Quand on rafistole les routes comme des pantalons usés : Khouribga gouvernée par les pansements et les communiqués, pas par des solutions

7 فبراير 2026
Quand on rafistole les routes comme des pantalons usés : Khouribga gouvernée par les pansements et les communiqués, pas par des solutions


Chouaib Sahnoun
Ce qui se passe sur les routes de la ville de Khouribga n’est ni un incident passager ni la conséquence d’un simple aléa climatique. C’est le reflet brut d’un mode de gestion fondé sur l’accumulation des échecs, leur recyclage et leur exportation d’une année à l’autre. L’image actuelle de la ville n’a rien d’exagéré : elle incarne une réalité quotidienne qui confirme que Khouribga est administrée selon une logique de rafistolage, et non selon une logique de réforme.
Aucun projet structurant, aucune vision claire, aucune audace politique pour reconnaître les dysfonctionnements. À la place, le même scénario se répète inlassablement : des nids-de-poule comblés à la hâte, des plaques d’asphalte fragiles, et des engins municipaux qui apparaissent de manière saisonnière pour offrir un spectacle de maquillage urbain. Un décor qui s’efface au premier épisode pluvieux, révélant la supercherie. Du rafistolage sur du rafistolage, comme si la route n’était qu’un pantalon élimé qui ne mérite qu’une couture provisoire pour cacher le défaut, pas pour le réparer durablement.
Dans la gestion de l’argent public, le rafistolage n’est pas une solution : c’est un analgésique à effet court, comparable à l’aspirine face à une maladie chronique.
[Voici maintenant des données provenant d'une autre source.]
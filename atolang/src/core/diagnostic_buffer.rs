use crate::core::compiler_diagnostic::{CompilerDiagnostic, ProvidesCompilerDiagnostic};
use crate::core::ErrorGroup;
use std::path::Path;

/// Collects diagnostics produced while resolving a design
/// so they can be printed together, each with the source file it points into.
#[derive(Clone, Default)]
pub struct DiagnosticBuffer {
	error_buffer: Vec<CompilerDiagnostic>,
}

impl DiagnosticBuffer {
	pub fn new() -> Self {
		Self {
			error_buffer: vec![],
		}
	}

	pub fn push_error(&mut self, diag: CompilerDiagnostic) {
		self.error_buffer.push(diag);
	}

	/// Queues every error of a group
	pub fn push_group(&mut self, group: &ErrorGroup) {
		for err in group.iter() {
			self.push_error(err.to_diagnostic());
		}
	}

	pub fn error_count(&self) -> usize {
		self.error_buffer.len()
	}

	fn to_report<F>(diag: CompilerDiagnostic, source_of: &F) -> miette::Report
	where
		F: Fn(&Path) -> Option<String>,
	{
		let named_source = diag
			.file()
			.and_then(|file| source_of(file).map(|src| (file.display().to_string(), src)));
		let report = miette::Report::new(diag);
		match named_source {
			Some((name, src)) => report.with_source_code(miette::NamedSource::new(name, src)),
			None => report,
		}
	}

	/// Prints every buffered error to stderr.
	///
	/// `source_of` provides the text of the files labels point into.
	/// Returns the last error as a report if any errors were buffered.
	pub fn print_diagnostics<F>(self, source_of: F) -> miette::Result<()>
	where
		F: Fn(&Path) -> Option<String>,
	{
		let mut errors = self.error_buffer;
		let last = match errors.pop() {
			None => return Ok(()),
			Some(last) => last,
		};
		eprintln!("During resolution the following errors were generated:");
		for diag in errors {
			eprintln!("{:?}", Self::to_report(diag, &source_of));
		}
		Err(Self::to_report(last, &source_of))
	}
}

#[cfg(test)]
mod tests {
	use super::*;
	use crate::core::{CompilerError, ErrorKind, Location, SourceSpan};

	#[test]
	fn empty_buffer_prints_ok() {
		assert!(DiagnosticBuffer::new().print_diagnostics(|_| None).is_ok());
	}

	#[test]
	fn group_errors_are_all_buffered() {
		let group = ErrorGroup::new(vec![
			CompilerError::new(ErrorKind::UnknownReference, "a"),
			CompilerError::located(ErrorKind::TypeError, "b", Location::new("x.ato", SourceSpan::new(0, 1))),
		]);
		let mut buffer = DiagnosticBuffer::new();
		buffer.push_group(&group);
		assert_eq!(buffer.error_count(), 2);
		assert!(buffer.print_diagnostics(|_| Some(String::from("pin 1.5"))).is_err());
	}
}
Il soulage un instant, mais laisse le mal se propager en profondeur. Le trou colmaté aujourd’hui réapparaît demain, plus large, plus profond et plus insultant encore, conséquence directe d’une gestion improvisée et sans rigueur.
Les pluies ne détruisent pas les routes, elles dévoilent la vérité. Et la vérité est que ce que vivent les habitants de Khouribga n’est pas une politique de gestion, mais un pilotage au strict minimum, qui se contente de dissimuler les défaillances au lieu de les traiter, et de reporter l’effondrement jusqu’au prochain rendez-vous électoral. Accuser systématiquement les “pluies abondantes” n’est plus crédible ; c’est désormais une offense à l’intelligence du citoyen.
Khouribga n’a pas besoin de rustines d’asphalte, ni de campagnes cosmétiques temporaires, ni de communiqués justificatifs. La ville a besoin d’une véritable volonté politique, d’une planification à court, moyen et long terme, et surtout d’une reddition des comptes digne de ce nom. Elle a besoin de respect pour des citoyens qui paient leurs impôts et attendent en retour des infrastructures à la hauteur de leurs droits.
Continuer à recoudre les routes avec l’aiguille de la patience et la politique du report n’est ni une politique publique, ni un programme communal sérieux. C’est une déclaration explicite de faillite, tant sur le plan de la vision que de la gouvernance. Car les problèmes ne se règlent ni par des déclarations, ni par des photos promotionnelles, mais par la bonne foi et le travail concret sur le terrain. Tant que le conseil municipal persistera dans cette logique du rafistolage, il ne produira qu’un paysage urbain dégradé et un simple gain de temps… jusqu’à quand ?
Alors, où êtes-vous, vendeurs de voix et acheteurs de consciences ? Préparez-vous : les élections approchent, et Khouribga, comme d’habitude, est de nouveau mise en vente.